Exercise.
All lines below containing the string "alias" are to be copied.
(Available records)
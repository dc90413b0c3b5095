//! Error types for the game engine.
//!
//! Every rule violation is a recoverable rejection carried back to the
//! platform layer; nothing here ever tears down a session except
//! [`EngineError::SessionFault`], which reports a teardown that already
//! happened.

use nw_core::PlayerId;
use thiserror::Error;

use crate::session::Phase;

/// Result type for engine operations.
pub type EngineResult<T> = Result<T, EngineError>;

/// Rejection reasons reported to the platform layer.
#[derive(Debug, Clone, PartialEq, Eq, Error)]
pub enum EngineError {
    /// The submission does not belong to the current phase.
    #[error("not allowed during the {0} phase")]
    InvalidPhase(Phase),

    /// The actor already acted or voted this round.
    #[error("player {0} has already acted this round")]
    DuplicateAction(PlayerId),

    /// The chosen target is dead, absent, or otherwise disallowed.
    #[error("invalid target: {0}")]
    InvalidTarget(&'static str),

    /// The actor's role does not have the submitted ability.
    #[error("your role cannot do that")]
    AbilityMismatch,

    /// A single-use ability was already spent earlier in the session.
    #[error("that ability has already been spent")]
    AbilityExhausted,

    /// Registration is capped.
    #[error("the roster is full ({max} participants)")]
    RosterFull {
        /// The registration cap.
        max: usize,
    },

    /// Not enough participants to deal roles.
    #[error("need at least {min} participants, have {have}")]
    RosterTooSmall {
        /// Current roster size.
        have: usize,
        /// Required minimum.
        min: usize,
    },

    /// Role delivery failed and the session fell back to registration.
    #[error("{count} player(s) could not receive their role")]
    UnreachablePlayers {
        /// How many players were purged as unreachable.
        count: usize,
    },

    /// The actor is not in this session's roster.
    #[error("player {0} is not part of this game")]
    UnknownPlayer(PlayerId),

    /// Dead players can neither act nor vote.
    #[error("dead players cannot act")]
    DeadActor,

    /// No session exists for the chat.
    #[error("no session in this chat")]
    SessionNotFound,

    /// A live session already occupies the chat.
    #[error("a session is already running in this chat")]
    SessionActive,

    /// The requester is not allowed to start or end the session.
    #[error("only an administrator may do that")]
    NotAuthorized,

    /// The session panicked mid-update and has been torn down.
    #[error("the session failed and has been closed")]
    SessionFault,
}
pub fn certificates() -> Vec<Certificate> {
    vec![
        certificate(
            1,
            "Ethical Hacking 101 Workshop",
            "Workshop covering ethical hacking principles, penetration testing methodologies, and security best practices.",
            "https://cdn1.ccbp.in/misc/niat_ethical_101_part/M0RWF5X8PJ.png",
        ),
        certificate(
            2,
            "UI/UX Participation Certificate",
            "Participation certificate for completing the UI/UX project/workshop.",
            "https://cdn1.ccbp.in/misc/UI_UX_participation/U9XIAM43IO.png",
        ),
        certificate(
            3,
            "UI/UX Accomplishment Certificate",
            "Accomplishment certificate for completing the UI/UX project/workshop successfully.",
            "https://cdn1.ccbp.in/misc/UI_UX_Accomplishment/OHPF52ZIC2.png",
        ),
        certificate(
            4,
            "The MCP Magic Workshop",
            "An introductory session exploring how MCP-style automation streamlines workflows.",
            "",
        ),
        certificate(
            5,
            "Robotic Arm 101 Workshop",
            "A foundational workshop introducing robotic arm mechanisms, motion control, and real-world automation.",
            "",
        ),
    ]
}

/// Projects whose category equals `filter`, ignoring ASCII case. "All"
/// keeps everything. Order is preserved.
pub fn filter_by_category<'a>(projects: &'a [Project], filter: &str) -> Vec<&'a Project> {
    if filter.eq_ignore_ascii_case(ALL_FILTER) {
        return projects.iter().collect();
    }
    projects
        .iter()
        .filter(|p| {
            p.category
                .as_deref()
                .map_or(false, |c| c.eq_ignore_ascii_case(filter))
        })
        .collect()
}

/// Projects listing `tag` among their technologies, ignoring ASCII case.
pub fn filter_by_tag<'a>(
    projects: impl IntoIterator<Item = &'a Project>,
    tag: &str,
) -> Vec<&'a Project> {
    projects
        .into_iter()
        .filter(|p| p.tags().iter().any(|t| t.eq_ignore_ascii_case(tag)))
        .collect()
}

/// Distinct values in first-seen order.
fn distinct<I: IntoIterator<Item = String>>(values: I) -> Vec<String> {
    let mut seen = HashSet::new();
    values
        .into_iter()
        .filter(|value| seen.insert(value.clone()))
        .collect()
}

pub fn categories(projects: &[Project]) -> Vec<String> {
    distinct(projects.iter().filter_map(|p| p.category.clone()))
}

pub fn tags(projects: &[Project]) -> Vec<String> {
    distinct(projects.iter().flat_map(Project::tags))
}

pub fn skill_category(skill: &Skill) -> &str {
    skill
        .category
        .as_deref()
        .map(str::trim)
        .filter(|c| !c.is_empty())
        .unwrap_or(OTHER_CATEGORY)
}

#[derive(Serialize, Clone, Debug, PartialEq)]
pub struct SkillGroup {
    pub category: String,
    pub skills: Vec<Skill>,
}

/// Partitions skills by category, groups in first-seen order.
pub fn group_by_category(skills: &[Skill]) -> Vec<SkillGroup> {
    let mut groups: Vec<SkillGroup> = Vec::new();
    for skill in skills {
        let category = skill_category(skill);
        match groups.iter_mut().find(|g| g.category == category) {
            Some(group) => group.skills.push(skill.clone()),
            None => groups.push(SkillGroup {
                category: category.to_string(),
                skills: vec![skill.clone()],
            }),
        }
    }
    groups
}

#[derive(Serialize, Clone, Copy, Debug, PartialEq, Eq)]
#[serde(rename_all = "camelCase")]
pub struct SkillStats {
    pub skill_count: usize,
    pub category_count: usize,
    pub max_years: u32,
}

impl SkillStats {
    pub fn of(skills: &[Skill]) -> Self {
        SkillStats {
            skill_count: skills.len(),
            category_count: group_by_category(skills).len(),
            max_years: skills
                .iter()
                .filter_map(|s| s.years_of_experience)
                .max()
                .unwrap_or(0),
        }
    }
}
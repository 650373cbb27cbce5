use std::io::{Error, ErrorKind, Result};

use tracing::{error, info};

use crate::{
    auth::load_api_key,
    core::{content_service, settings::Settings},
    logging::{bootstrap_subscriber, init_logging},
    server::{start_server, SiteConfig},
};

mod auth;
mod core;
mod error;
mod logging;
mod pages;
mod server;
mod types;

#[actix_web::main]
async fn main() -> Result<()> {
    // The global subscriber depends on the settings, so loading logs through
    // a scoped one.
    let settings = tracing::subscriber::with_default(bootstrap_subscriber(), || {
        Settings::load().map_err(|err| {
            error!(%err, "could not load settings");
            Error::new(ErrorKind::InvalidData, err)
        })
    })?;
    init_logging(settings.log_format.value);
    info!(
        addr = %settings.socket_addr(),
        mode = ?settings.content_mode.value,
        "starting folio"
    );

    let service = content_service(&settings).map_err(|err| {
        error!(%err, "could not build content service");
        Error::new(ErrorKind::Other, err)
    })?;
    let api_key = load_api_key(&settings.key_path.value).map_err(|err| {
        error!(%err, "could not read key file");
        Error::new(ErrorKind::Other, err)
    })?;
    let site = SiteConfig::new(settings.page_prefix(), api_key);

    start_server(settings.socket_addr(), service, site).await
}
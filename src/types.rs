use std::fmt;

use chrono::{DateTime, Utc};
use serde::{Deserialize, Serialize};

/// Record identifier. Projects use numbers in the hardcoded arrays and
/// strings when they come from a CMS, so both forms are accepted.
#[derive(Serialize, Deserialize, Clone, Debug, PartialEq, Eq, Hash)]
#[serde(untagged)]
pub enum RecordId {
    Number(u64),
    Text(String),
}

impl RecordId {
    pub fn matches(&self, raw: &str) -> bool {
        match self {
            RecordId::Number(n) => raw.trim().parse::<u64>().map_or(false, |r| r == *n),
            RecordId::Text(s) => s == raw,
        }
    }
}

impl fmt::Display for RecordId {
    fn fmt(&self, f: &mut fmt::Formatter<'_>) -> fmt::Result {
        match self {
            RecordId::Number(n) => write!(f, "{}", n),
            RecordId::Text(s) => f.write_str(s),
        }
    }
}

impl From<u64> for RecordId {
    fn from(value: u64) -> Self {
        RecordId::Number(value)
    }
}

impl From<&str> for RecordId {
    fn from(value: &str) -> Self {
        RecordId::Text(value.to_string())
    }
}

/// Record key: `_id`, with the numeric `id` some records carry beside it.
/// Decoding prefers `_id` and falls back to `id` when `_id` is absent.
#[derive(Serialize, Deserialize, Clone, Debug, PartialEq)]
#[serde(try_from = "RawRecordKey")]
pub struct RecordKey {
    #[serde(rename = "_id")]
    pub id: RecordId,
    #[serde(rename = "id", default, skip_serializing_if = "Option::is_none")]
    pub legacy_id: Option<RecordId>,
}

#[derive(Deserialize)]
struct RawRecordKey {
    #[serde(rename = "_id", default)]
    id: Option<RecordId>,
    #[serde(rename = "id", default)]
    legacy_id: Option<RecordId>,
}

impl TryFrom<RawRecordKey> for RecordKey {
    type Error = &'static str;

    fn try_from(raw: RawRecordKey) -> Result<Self, Self::Error> {
        match (raw.id, raw.legacy_id) {
            (Some(id), legacy_id) => Ok(RecordKey { id, legacy_id }),
            (None, Some(id)) => Ok(RecordKey::new(id)),
            (None, None) => Err("missing field `_id`"),
        }
    }
}

impl RecordKey {
    pub fn new(id: impl Into<RecordId>) -> Self {
        RecordKey {
            id: id.into(),
            legacy_id: None,
        }
    }
}

#[derive(Serialize, Deserialize, Clone, Debug, Default, PartialEq)]
#[serde(rename_all = "camelCase")]
pub struct Timestamps {
    #[serde(rename = "_createdDate", default, skip_serializing_if = "Option::is_none")]
    pub created_date: Option<DateTime<Utc>>,
    #[serde(rename = "_updatedDate", default, skip_serializing_if = "Option::is_none")]
    pub updated_date: Option<DateTime<Utc>>,
}

/// Technology list, either free text ("React, Node.js") or an array.
#[derive(Serialize, Deserialize, Clone, Debug, PartialEq)]
#[serde(untagged)]
pub enum Technologies {
    List(Vec<String>),
    Text(String),
}

impl Technologies {
    pub fn tags(&self) -> Vec<String> {
        match self {
            Technologies::List(list) => list
                .iter()
                .map(|t| t.trim().to_string())
                .filter(|t| !t.is_empty())
                .collect(),
            Technologies::Text(text) => text
                .split(',')
                .map(|t| t.trim().to_string())
                .filter(|t| !t.is_empty())
                .collect(),
        }
    }
}

#[derive(Serialize, Deserialize, Clone, Debug, Default, PartialEq)]
pub struct GithubLinks {
    #[serde(default, skip_serializing_if = "Option::is_none")]
    pub frontend: Option<String>,
    #[serde(default, skip_serializing_if = "Option::is_none")]
    pub backend: Option<String>,
}

#[derive(Serialize, Deserialize, Clone, Debug, PartialEq)]
#[serde(rename_all = "camelCase")]
pub struct Project {
    #[serde(flatten)]
    pub key: RecordKey,
    pub title: String,
    #[serde(default, skip_serializing_if = "Option::is_none")]
    pub description: Option<String>,
    #[serde(default, alias = "image", skip_serializing_if = "Option::is_none")]
    pub thumbnail: Option<String>,
    #[serde(default, skip_serializing_if = "Option::is_none")]
    pub category: Option<String>,
    #[serde(default, alias = "techStack", skip_serializing_if = "Option::is_none")]
    pub technologies: Option<Technologies>,
    #[serde(default, alias = "link", skip_serializing_if = "Option::is_none")]
    pub project_url: Option<String>,
    #[serde(default, skip_serializing_if = "Option::is_none")]
    pub github: Option<GithubLinks>,
    #[serde(default, skip_serializing_if = "Option::is_none")]
    pub completion_date: Option<String>,
    #[serde(flatten)]
    pub timestamps: Timestamps,
}

impl Project {
    pub fn tags(&self) -> Vec<String> {
        self.technologies
            .as_ref()
            .map(Technologies::tags)
            .unwrap_or_default()
    }
}

#[derive(Serialize, Deserialize, Clone, Debug, PartialEq)]
#[serde(rename_all = "camelCase")]
pub struct Skill {
    #[serde(flatten)]
    pub key: RecordKey,
    #[serde(alias = "name")]
    pub skill_name: String,
    #[serde(default, skip_serializing_if = "Option::is_none")]
    pub category: Option<String>,
    #[serde(default, skip_serializing_if = "Option::is_none")]
    pub description: Option<String>,
    #[serde(default, skip_serializing_if = "Option::is_none")]
    pub proficiency_level: Option<String>,
    #[serde(default, skip_serializing_if = "Option::is_none")]
    pub years_of_experience: Option<u32>,
    #[serde(default, skip_serializing_if = "Option::is_none")]
    pub skill_image: Option<String>,
    #[serde(flatten)]
    pub timestamps: Timestamps,
}

pub const CERTIFICATE_FALLBACK_TEXT: &str = "links yet to be added";

#[derive(Serialize, Deserialize, Clone, Debug, PartialEq)]
#[serde(rename_all = "camelCase")]
pub struct Certificate {
    #[serde(flatten)]
    pub key: RecordKey,
    pub title: String,
    #[serde(default, skip_serializing_if = "Option::is_none")]
    pub issuing_organization: Option<String>,
    #[serde(default, skip_serializing_if = "Option::is_none")]
    pub issue_date: Option<String>,
    #[serde(default, skip_serializing_if = "Option::is_none")]
    pub credential_id: Option<String>,
    #[serde(default, skip_serializing_if = "Option::is_none")]
    pub credential_url: Option<String>,
    #[serde(default, skip_serializing_if = "Option::is_none")]
    pub certificate_image: Option<String>,
    #[serde(default, skip_serializing_if = "Option::is_none")]
    pub description: Option<String>,
    #[serde(default, skip_serializing_if = "Option::is_none")]
    pub live_url: Option<String>,
    #[serde(default, skip_serializing_if = "Option::is_none")]
    pub fallback_text: Option<String>,
    #[serde(flatten)]
    pub timestamps: Timestamps,
}

fn non_blank(url: &Option<String>) -> Option<&str> {
    url.as_deref().filter(|url| !url.trim().is_empty())
}

impl Certificate {
    /// Link to show for the certificate; blank URLs count as missing.
    pub fn link(&self) -> Option<&str> {
        non_blank(&self.live_url).or_else(|| non_blank(&self.credential_url))
    }

    pub fn fallback(&self) -> &str {
        self.fallback_text
            .as_deref()
            .filter(|text| !text.is_empty())
            .unwrap_or(CERTIFICATE_FALLBACK_TEXT)
    }
}

#[derive(Serialize, Deserialize, Clone, Debug, PartialEq)]
#[serde(rename_all = "camelCase")]
pub struct Member {
    #[serde(flatten)]
    pub key: RecordKey,
    #[serde(default, skip_serializing_if = "Option::is_none")]
    pub nickname: Option<String>,
    #[serde(default, skip_serializing_if = "Option::is_none")]
    pub login_email: Option<String>,
}

/// Result envelope for list reads.
#[derive(Serialize, Deserialize, Clone, Debug, PartialEq)]
#[serde(rename_all = "camelCase")]
pub struct QueryResult<T> {
    pub items: Vec<T>,
    pub total_count: usize,
    pub has_next: bool,
    pub has_prev: bool,
    pub page_size: usize,
    pub current_page: usize,
    pub total_pages: usize,
}

impl<T> QueryResult<T> {
    pub fn empty() -> Self {
        QueryResult {
            items: Vec::new(),
            total_count: 0,
            has_next: false,
            has_prev: false,
            page_size: 0,
            current_page: 0,
            total_pages: 0,
        }
    }

    /// Every item on page zero.
    pub fn single_page(items: Vec<T>) -> Self {
        let total_count = items.len();
        QueryResult {
            items,
            total_count,
            has_next: false,
            has_prev: false,
            page_size: total_count,
            current_page: 0,
            total_pages: if total_count > 0 { 1 } else { 0 },
        }
    }
}
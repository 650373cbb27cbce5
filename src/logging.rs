use std::io;

use tracing::Subscriber;
use tracing_subscriber::{fmt, EnvFilter};

use crate::core::settings::LogFormat;

const DEFAULT_FILTER: &str = "info,actix_web=info,actix_server=warn";

fn env_filter() -> EnvFilter {
    EnvFilter::try_from_default_env().unwrap_or_else(|_| EnvFilter::new(DEFAULT_FILTER))
}

/// Compact stdout subscriber for the events emitted before the settings
/// (and with them the log format) are known. Meant for `with_default`.
pub fn bootstrap_subscriber() -> impl Subscriber + Send + Sync + 'static {
    fmt()
        .with_env_filter(env_filter())
        .with_target(false)
        .with_writer(io::stdout)
        .compact()
        .finish()
}

/// Installs the global subscriber. `RUST_LOG` wins over the default filter.
/// Also routes `log` records (actix's request logger) through tracing.
pub fn init_logging(format: LogFormat) {
    let builder = fmt()
        .with_env_filter(env_filter())
        .with_target(false)
        .with_writer(io::stdout);
    let _ = match format {
        LogFormat::Compact => builder.compact().try_init(),
        LogFormat::Json => builder.json().try_init(),
    };
}

#[cfg(test)]
mod tests {
    use super::*;
    use tracing::Level;

    #[test]
    fn bootstrap_subscriber_keeps_settings_warnings() {
        let enabled = tracing::subscriber::with_default(bootstrap_subscriber(), || {
            tracing::enabled!(Level::WARN)
        });
        assert!(enabled);
    }
}
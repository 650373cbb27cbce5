use std::{io::Result, sync::Arc};

use actix_cors::Cors;
use actix_web::{
    http::header,
    middleware::Logger,
    web::{self, resource, scope, Data, Json, Path, Query, ServiceConfig},
    App, HttpResponse, HttpServer, Scope,
};
use actix_web_httpauth::extractors::bearer::BearerAuth;
use chrono::{DateTime, Local};
use serde::Deserialize;
use serde_json::{json, Map, Value};
use tracing::info;

use crate::{
    auth::{check_auth, current_member},
    core::content::{CollectionId, ContentService},
    error::ContentError,
    pages::{self, page_path, PageState},
};

/// Per-process settings the handlers need.
#[derive(Clone, Debug)]
pub struct SiteConfig {
    pub prefix: String,
    pub api_key: Option<String>,
    pub started_at: DateTime<Local>,
}

impl SiteConfig {
    pub fn new(prefix: impl Into<String>, api_key: Option<String>) -> Self {
        SiteConfig {
            prefix: prefix.into(),
            api_key,
            started_at: Local::now(),
        }
    }
}

pub async fn start_server(
    addr: std::net::SocketAddr,
    service: Arc<dyn ContentService>,
    site: SiteConfig,
) -> Result<()> {
    let mode = service.mode();
    let service = Data::from(service);
    let site = Data::new(site);
    let server = HttpServer::new(move || {
        App::new()
            .app_data(service.clone())
            .app_data(site.clone())
            .configure(routes(site.prefix.clone()))
            .wrap(
                Cors::default()
                    .allow_any_origin()
                    .allow_any_header()
                    .allow_any_method(),
            )
            .wrap(Logger::default())
    })
    .bind(addr)?;
    info!(%addr, mode, "server started");
    server.run().await
}

/// API scope plus the page routes mounted under `prefix`; anything else
/// redirects to the home page.
pub fn routes(prefix: String) -> impl Fn(&mut ServiceConfig) + Clone {
    move |cfg: &mut ServiceConfig| {
        cfg.service(api_scope())
            .service(page_scope(&prefix))
            .default_service(web::to(redirect_home));
    }
}

pub fn api_scope() -> Scope {
    scope("/v1")
        .service(
            resource("/collections/{collection}")
                .route(web::get().to(get_all_handler))
                .route(web::post().to(create_handler)),
        )
        .service(
            resource("/collections/{collection}/{id}")
                .route(web::get().to(get_by_id_handler))
                .route(web::put().to(update_handler))
                .route(web::delete().to(delete_handler)),
        )
        .service(resource("/members/current").route(web::get().to(current_member_handler)))
        .service(resource("/folio").route(web::get().to(status_handler)))
        .default_service(web::to(api_not_found))
}

fn page_scope(prefix: &str) -> Scope {
    scope(prefix)
        .service(resource(["", "/"]).route(web::get().to(home_handler)))
        .service(resource("/portfolio").route(web::get().to(portfolio_handler)))
        .service(resource("/portfolio/{id}").route(web::get().to(project_detail_handler)))
        .service(resource("/skills").route(web::get().to(skills_handler)))
        .service(resource("/certificates").route(web::get().to(certificates_handler)))
}

#[derive(Deserialize, Debug, Default)]
pub struct IncludeQuery {
    include: Option<String>,
}

impl IncludeQuery {
    fn references(&self) -> Vec<String> {
        self.include
            .as_deref()
            .unwrap_or_default()
            .split(',')
            .map(str::trim)
            .filter(|name| !name.is_empty())
            .map(str::to_string)
            .collect()
    }
}

#[derive(Deserialize, Debug)]
#[serde(rename_all = "camelCase")]
pub struct CreateRequest {
    item: Value,
    #[serde(default)]
    multi_references: Option<Map<String, Value>>,
}

fn authorize(site: &SiteConfig, bearer: Option<&BearerAuth>) -> std::result::Result<(), ContentError> {
    check_auth(site.api_key.as_deref(), bearer.map(BearerAuth::token))
}

async fn get_all_handler(
    service: Data<dyn ContentService>,
    collection: Path<String>,
    query: Query<IncludeQuery>,
) -> std::result::Result<HttpResponse, ContentError> {
    let collection = CollectionId::new(collection.into_inner());
    let result = service.get_all(&collection, &query.references()).await?;
    Ok(HttpResponse::Ok().json(result))
}

async fn get_by_id_handler(
    service: Data<dyn ContentService>,
    path: Path<(String, String)>,
    query: Query<IncludeQuery>,
) -> std::result::Result<HttpResponse, ContentError> {
    let (collection, id) = path.into_inner();
    let found = service
        .get_by_id(&CollectionId::new(collection), &id, &query.references())
        .await?;
    Ok(HttpResponse::Ok().json(found))
}

async fn create_handler(
    service: Data<dyn ContentService>,
    site: Data<SiteConfig>,
    collection: Path<String>,
    request: Json<CreateRequest>,
    bearer: Option<BearerAuth>,
) -> std::result::Result<HttpResponse, ContentError> {
    authorize(&site, bearer.as_ref())?;
    let collection = CollectionId::new(collection.into_inner());
    let CreateRequest {
        item,
        multi_references,
    } = request.into_inner();
    let created = service.create(&collection, item, multi_references).await?;
    info!(%collection, "record created");
    Ok(HttpResponse::Ok().json(created))
}

async fn update_handler(
    service: Data<dyn ContentService>,
    site: Data<SiteConfig>,
    path: Path<(String, String)>,
    item: Json<Value>,
    bearer: Option<BearerAuth>,
) -> std::result::Result<HttpResponse, ContentError> {
    authorize(&site, bearer.as_ref())?;
    let (collection, id) = path.into_inner();
    let collection = CollectionId::new(collection);
    let mut item = item.into_inner();
    if let Value::Object(fields) = &mut item {
        fields.insert("_id".to_string(), Value::String(id.clone()));
    }
    let updated = service.update(&collection, item).await?;
    info!(%collection, %id, "record updated");
    Ok(HttpResponse::Ok().json(updated))
}

async fn delete_handler(
    service: Data<dyn ContentService>,
    site: Data<SiteConfig>,
    path: Path<(String, String)>,
    bearer: Option<BearerAuth>,
) -> std::result::Result<HttpResponse, ContentError> {
    authorize(&site, bearer.as_ref())?;
    let (collection, id) = path.into_inner();
    let collection = CollectionId::new(collection);
    let deleted = service.delete(&collection, &id).await?;
    info!(%collection, %id, "record deleted");
    Ok(HttpResponse::Ok().json(deleted))
}

async fn current_member_handler() -> HttpResponse {
    HttpResponse::Ok().json(current_member().await)
}

async fn status_handler(service: Data<dyn ContentService>, site: Data<SiteConfig>) -> HttpResponse {
    HttpResponse::Ok().json(json!({
        "status": "folio is running",
        "mode": service.mode(),
        "startedAt": site.started_at.format("%Y-%m-%d %H:%M:%S").to_string(),
    }))
}

async fn api_not_found() -> HttpResponse {
    HttpResponse::NotFound().json(json!({ "error": "no such endpoint" }))
}

async fn redirect_home(site: Data<SiteConfig>) -> HttpResponse {
    HttpResponse::Found()
        .insert_header((header::LOCATION, page_path(&site.prefix, "/")))
        .finish()
}

async fn home_handler(service: Data<dyn ContentService>, site: Data<SiteConfig>) -> HttpResponse {
    HttpResponse::Ok().json(pages::home_page(service.get_ref(), &site.prefix).await)
}

#[derive(Deserialize, Debug, Default)]
pub struct PortfolioQuery {
    category: Option<String>,
    tag: Option<String>,
}

async fn portfolio_handler(
    service: Data<dyn ContentService>,
    site: Data<SiteConfig>,
    query: Query<PortfolioQuery>,
) -> HttpResponse {
    let page = pages::portfolio_page(
        service.get_ref(),
        &site.prefix,
        query.category.as_deref(),
        query.tag.as_deref(),
    )
    .await;
    HttpResponse::Ok().json(page)
}

async fn project_detail_handler(
    service: Data<dyn ContentService>,
    site: Data<SiteConfig>,
    id: Path<String>,
) -> HttpResponse {
    let page = pages::project_detail_page(service.get_ref(), &site.prefix, &id).await;
    if page.state == PageState::NotFound {
        HttpResponse::NotFound().json(page)
    } else {
        HttpResponse::Ok().json(page)
    }
}

async fn skills_handler(service: Data<dyn ContentService>, site: Data<SiteConfig>) -> HttpResponse {
    HttpResponse::Ok().json(pages::skills_page(service.get_ref(), &site.prefix).await)
}

async fn certificates_handler(
    service: Data<dyn ContentService>,
    site: Data<SiteConfig>,
) -> HttpResponse {
    HttpResponse::Ok().json(pages::certificates_page(service.get_ref(), &site.prefix).await)
}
(End Available records)
Answer section.
    #[serde(default, alias = "image", skip_serializing_if = "Option::is_none")]
    #[serde(default, alias = "techStack", skip_serializing_if = "Option::is_none")]
    #[serde(default, alias = "link", skip_serializing_if = "Option::is_none")]
    #[serde(alias = "name")]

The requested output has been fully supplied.